I am sick and tired of some people not respecting our flag, ignoring and/or murdering our national anthem and ignoring the plight of some of our veterans. One day I just sat down at my computer and wrote these two poems. They were read at my post (1122), and there was cheering and tearing. The members framed the poems and placed them on a Wall of Honor.

He fought for his country while far away. The job was 7/24 for very little pay. It was dusty, dirty and very scary. There was no time, to make him merry. He did his job 'till he was hit. They brought him home to rest and knit. No leg, no arm and no job. All he did was sit and sob. But when the Anthem was heard - he stood.
He rose up straight and proud as best he could. Some others making millions only kneeled. Some even stayed off the playing field. Maybe they should go and fight. What a shame they can't see the light. No respect for the many lives that gave. They kept us in the land of the free and the home of the brave. To the many that show disrespect and are living well - Salute the Flag or go to Hell!

"FORGOTTEN" A homeless man lies on a bench. He's accompanied by only a stench. His tattered clothes all look like rags. His few belongings are in two bags. You wonder what happened for his state - And it's dark and cold and getting late. He pulls a newspaper around his chest. Even a bird is warmer in his nest. He turns and his jacket falls apart. Out on the ground falls a Purple Heart.

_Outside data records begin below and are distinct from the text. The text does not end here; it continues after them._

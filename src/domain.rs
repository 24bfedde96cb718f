//! Domain module - search requests, scraped titles and the result table
//!
//! Everything in here is pure data plus the small amount of logic that belongs
//! to it (URL shaping, column alignment), plus the service traits the
//! scraping stages are reached through.

pub mod result_table;
pub mod search;
pub mod services;
pub mod title;

// Re-export commonly used items for convenience
pub use result_table::{COLUMN_HEADERS, ResultTable};
pub use search::{SearchMode, SearchRequest};
pub use services::{DetailSource, ListingSource};
pub use title::{DetailRecord, ListingReference};
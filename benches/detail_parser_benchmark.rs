//! Detail and listing parser throughput
//!
//! Detail parsing runs once per listed title, so it dominates CPU time in a
//! large batch; the listing parse runs once per search over a large document.

use criterion::{Criterion, black_box, criterion_group, criterion_main};
use imdb_scraper_lib::domain::SearchMode;
use imdb_scraper_lib::infrastructure::parsing::{
    DetailParseContext, ListingParseContext, ListingParser, TitleDetailParser,
};

fn detail_markup() -> String {
    let cast: String = (0..40)
        .map(|i| format!(r#"<a data-testid="title-cast-item__actor" href="/name/nm{i}/">Actor {i}</a>"#))
        .collect();
    format!(
        r#"<html><head><title>Heat (1995)</title></head><body>
        <h1><span class="hero__primary-text">Heat</span></h1>
        <ul><li><a href="/title/tt0113277/releaseinfo?ref_=tt_ov_rdat">1995</a></li></ul>
        <div data-testid="hero-rating-bar__aggregate-rating__score"><span>8.3</span><span>/10</span></div>
        <span data-testid="plot">A group of high-end professional thieves start to feel the heat.</span>
        <span data-testid="plot-xl">A group of high-end professional thieves start to feel the heat from the LAPD.</span>
        <a href="/name/nm0000520/?ref_=tt_ov_dr">Michael Mann</a>
        <a href="/name/nm0000520/?ref_=tt_ov_wr">Michael Mann</a>
        {cast}
        </body></html>"#
    )
}

fn listing_markup(items: usize) -> String {
    let body: String = (0..items)
        .map(|i| {
            format!(
                r#"<li class="ipc-metadata-list-summary-item"><div><a class="ipc-title-link-wrapper" href="/title/tt{i:07}/?ref_=sr_t_{i}"><h3>{i}. Title</h3></a></div></li>"#
            )
        })
        .collect();
    format!(r#"<html><body><ul>{body}</ul></body></html>"#)
}

fn parser_benchmarks(c: &mut Criterion) {
    let detail_parser = TitleDetailParser::new().unwrap();
    let detail = detail_markup();
    let context = DetailParseContext::new("/title/tt0113277/");

    c.bench_function("title detail parse", |b| {
        b.iter(|| black_box(detail_parser.parse(black_box(&detail), &context).unwrap()))
    });

    let listing_parser = ListingParser::new().unwrap();
    let listing = listing_markup(300);
    let listing_context = ListingParseContext::new(SearchMode::ByCategory, "https://www.imdb.com/search/title/?genres=drama");

    c.bench_function("listing parse (300 items)", |b| {
        b.iter(|| black_box(listing_parser.parse(black_box(&listing), &listing_context).unwrap()))
    });
}

criterion_group!(benches, parser_benchmarks);
criterion_main!(benches);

I just finished this next one.

"ONE PERCENT" Here's to the one percent that protect us night and day. Some do it from far away. Their families pray and worry -Especially when there's a fight or flurry. It matters not the color of their skin. All of their buddies are their fighting kin. Keeping our freedom is their guide. And many, for it, have died. So go and thank a Vet today. Don't just walk away. One percent have kept us free. Lucky are we, both you and me.

About the author:

Frank Miller served in the USAF from 1964-1968. He used the GI Bill to go to college, and received a B.S. in music education and two master's degrees. A professional musician (although retired), he is currently a grand organist with a well-known fraternity and a member of Post 1122 in New York.